Innate C-H trifluoromethylation of heterocycles

Abstract

Direct methods for the trifluoromethylation of heteroaromatic systems are in extremely high demand in nearly every sector of chemical industry. Here we report the discovery of a general procedure using a benchtop stable trifluoromethyl radical source that functions broadly on a variety of electron deficient and rich heteroaromatic systems and demonstrates high functional group tolerance. This C-H trifluoromethylation protocol is operationally simple (avoids gaseous CF(3)I), scalable, proceeds at ambient temperature, can be used directly on unprotected molecules, and is demonstrated to proceed at the innately reactive positions of the substrate. The unique and orthogonal reactivity of the trifluoromethyl radical relative to aryl radicals has also been investigated on both a complex natural product and a pharmaceutical agent.

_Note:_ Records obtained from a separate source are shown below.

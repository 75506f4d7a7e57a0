//! The applied-move record: what changed on the board and how to undo it.

use crate::board::{Attacker, EnPassantState};
use crate::coord::Coord;
use crate::piece::Piece;
use crate::piece_type::PieceType;
use crate::player::Player;
use crate::raw_type::RawType;

/// What kind of move this is, independent of the piece that made it.
#[derive(Debug, Clone, Copy, PartialEq, Eq)]
pub enum MoveKind {
    Normal,
    Capture,
    Castle,
    EnPassant,
    Promotion,
}

/// Castling detail: which direction the king moved and the rook it castled with.
#[derive(Debug, Clone, Copy, PartialEq, Eq)]
pub struct CastleInfo {
    /// `+1` or `-1` along the castling rank.
    pub dir: i64,
    pub rook_from: Coord,
    pub rook_to: Coord,
}

/// A single reversible board mutation. Applied in list order going forward,
/// reverse order going backward, so a move's effects undo cleanly regardless
/// of how many individual changes it bundles.
#[derive(Debug, Clone, PartialEq, Eq)]
pub enum Change {
    MovePiece { from: Coord, to: Coord },
    Capture { at: Coord, captured: Piece },
    Delete { at: Coord, piece: Piece },
    Add { at: Coord, piece: Piece },
}

/// A single reversible update to the board's aggregate (non-per-square)
/// state. Stored alongside `changes[]` so `rewindMove` can restore
/// byte-identical state without recomputing anything from scratch.
#[derive(Debug, Clone, PartialEq, Eq)]
pub enum StateUpdate {
    EnPassant { prev: Option<EnPassantState> },
    SpecialRight { coord: Coord, had_right: bool },
    MoveRule { prev: u32 },
    Check { prev_in_check: bool, prev_attackers: Vec<Attacker> },
    TurnCursor { prev: Player },
}

/// An applied (or about-to-be-applied) move, carrying everything needed to
/// both describe and undo it.
#[derive(Debug, Clone, PartialEq, Eq)]
pub struct Move {
    pub start: Coord,
    pub end: Coord,
    pub piece_type: PieceType,
    pub kind: MoveKind,
    pub promotion: Option<RawType>,
    pub castle: Option<CastleInfo>,
    pub enpassant: bool,
    pub enpassant_create: Option<EnPassantState>,
    /// Full waypoint traversal for path-pieces (e.g. Rose); `None` for
    /// ordinary movers whose path is just `start -> end`.
    pub path: Option<Vec<Coord>>,
    pub changes: Vec<Change>,
    pub state_updates: Vec<StateUpdate>,
    /// `board.move_index + 1` at generation time; guards against applying
    /// against a desynced board (see [`crate::error::CoreError::DesyncedApply`]).
    pub generate_index: u64,
    pub gives_check: bool,
    pub is_mate: bool,
    pub is_capture: bool,
}

impl Move {
    pub fn is_castle(&self) -> bool {
        self.castle.is_some()
    }
}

Finally, preliminary data suggest that the regioselectivity of C-H trifluoromethylation can be fine-tuned simply by judicious solvent choice.

Fig. 1.

Discovery of a mild method for C-H trifluoromethylation (–9).

Fig. 2.

Initial investigations into reaction parameters: ^a GC yield with tetradecane as an internal standard. ^b tBuOOH added as a single portion. ^c 0.25 μL/s syringe drive addition of tBuOOH. ^d Isolated yield.

Fig. 3.

Observed heat flow in the two-phase system: DCM∶H₂O 2.5∶1, with 0.18 M arene, 5 equiv. tBuOOH, 3 equiv. CF₃SO₂Na, (B) stirred at 600 rpm; (A) in the absence of arene, stirred at 600 rpm; (C) with arene, unstirred with separate organic and aqueous layers.

Fig. 4.

Fraction conversion to product over time as a function of stirring speed in the two-phase reaction shown in Fig. 2 using 0.18 M arene, 5.0 equiv. tBuOOH, 3.0 equiv. CF₃SO₂Na in (DCM∶H₂O 2.5∶1). Final reaction conversions were measured at 1,500 min.

Fig. 5.

Putative mechanism and radical alkene capture.

Fig. 6.

Scope of heterocycle trifluoromethylation. ^a Heterocycle (1.0 equiv), sodium trifluoromethanesulfinate (3.0 equiv), tButyl-hydroperoxide (5.0 equiv), 23 ºC, 3–24 h; isolated yields of chromatographically and spectroscopically pure products yields displayed, unless otherwise noted. ^b Reaction showed incomplete conversion after 24 h, and a second addition of sodium trifluoromethanesulfinate (3.0 equiv) and tButyl-hydroperoxide (5.0 equiv) was added. ^c Reaction run without organic solvent.

Fig. 7.

Diverging regioselectivity of reactive radicals on complex substrates: “Nucleophilic” versus “electrophilic” radical regioselectivity. Isolated yields of purified products after silica gel chromatography (21 and 26) or preparative HPLC (27–30).

Fig. 8.

Preliminary results on the effect of solvent on regioselectivity in the trifluoromethylation of 4-acetylpyridine. (Top arrow) DCM∶H₂O 2.5∶1, with 0.18 M arene, 5 equiv. tBuOOH, 3 equiv. CF₃SO₂Na. (Bottom arrow) DMSO∶H₂O 2.5∶1, with 0.18 M arene, 5 equiv. tBuOOH, 3 equiv. CF₃SO₂Na. GC yield with tetradecane as an internal standard. Both products are volatile and are lost upon rotary evaporation (see SI Appendix for details).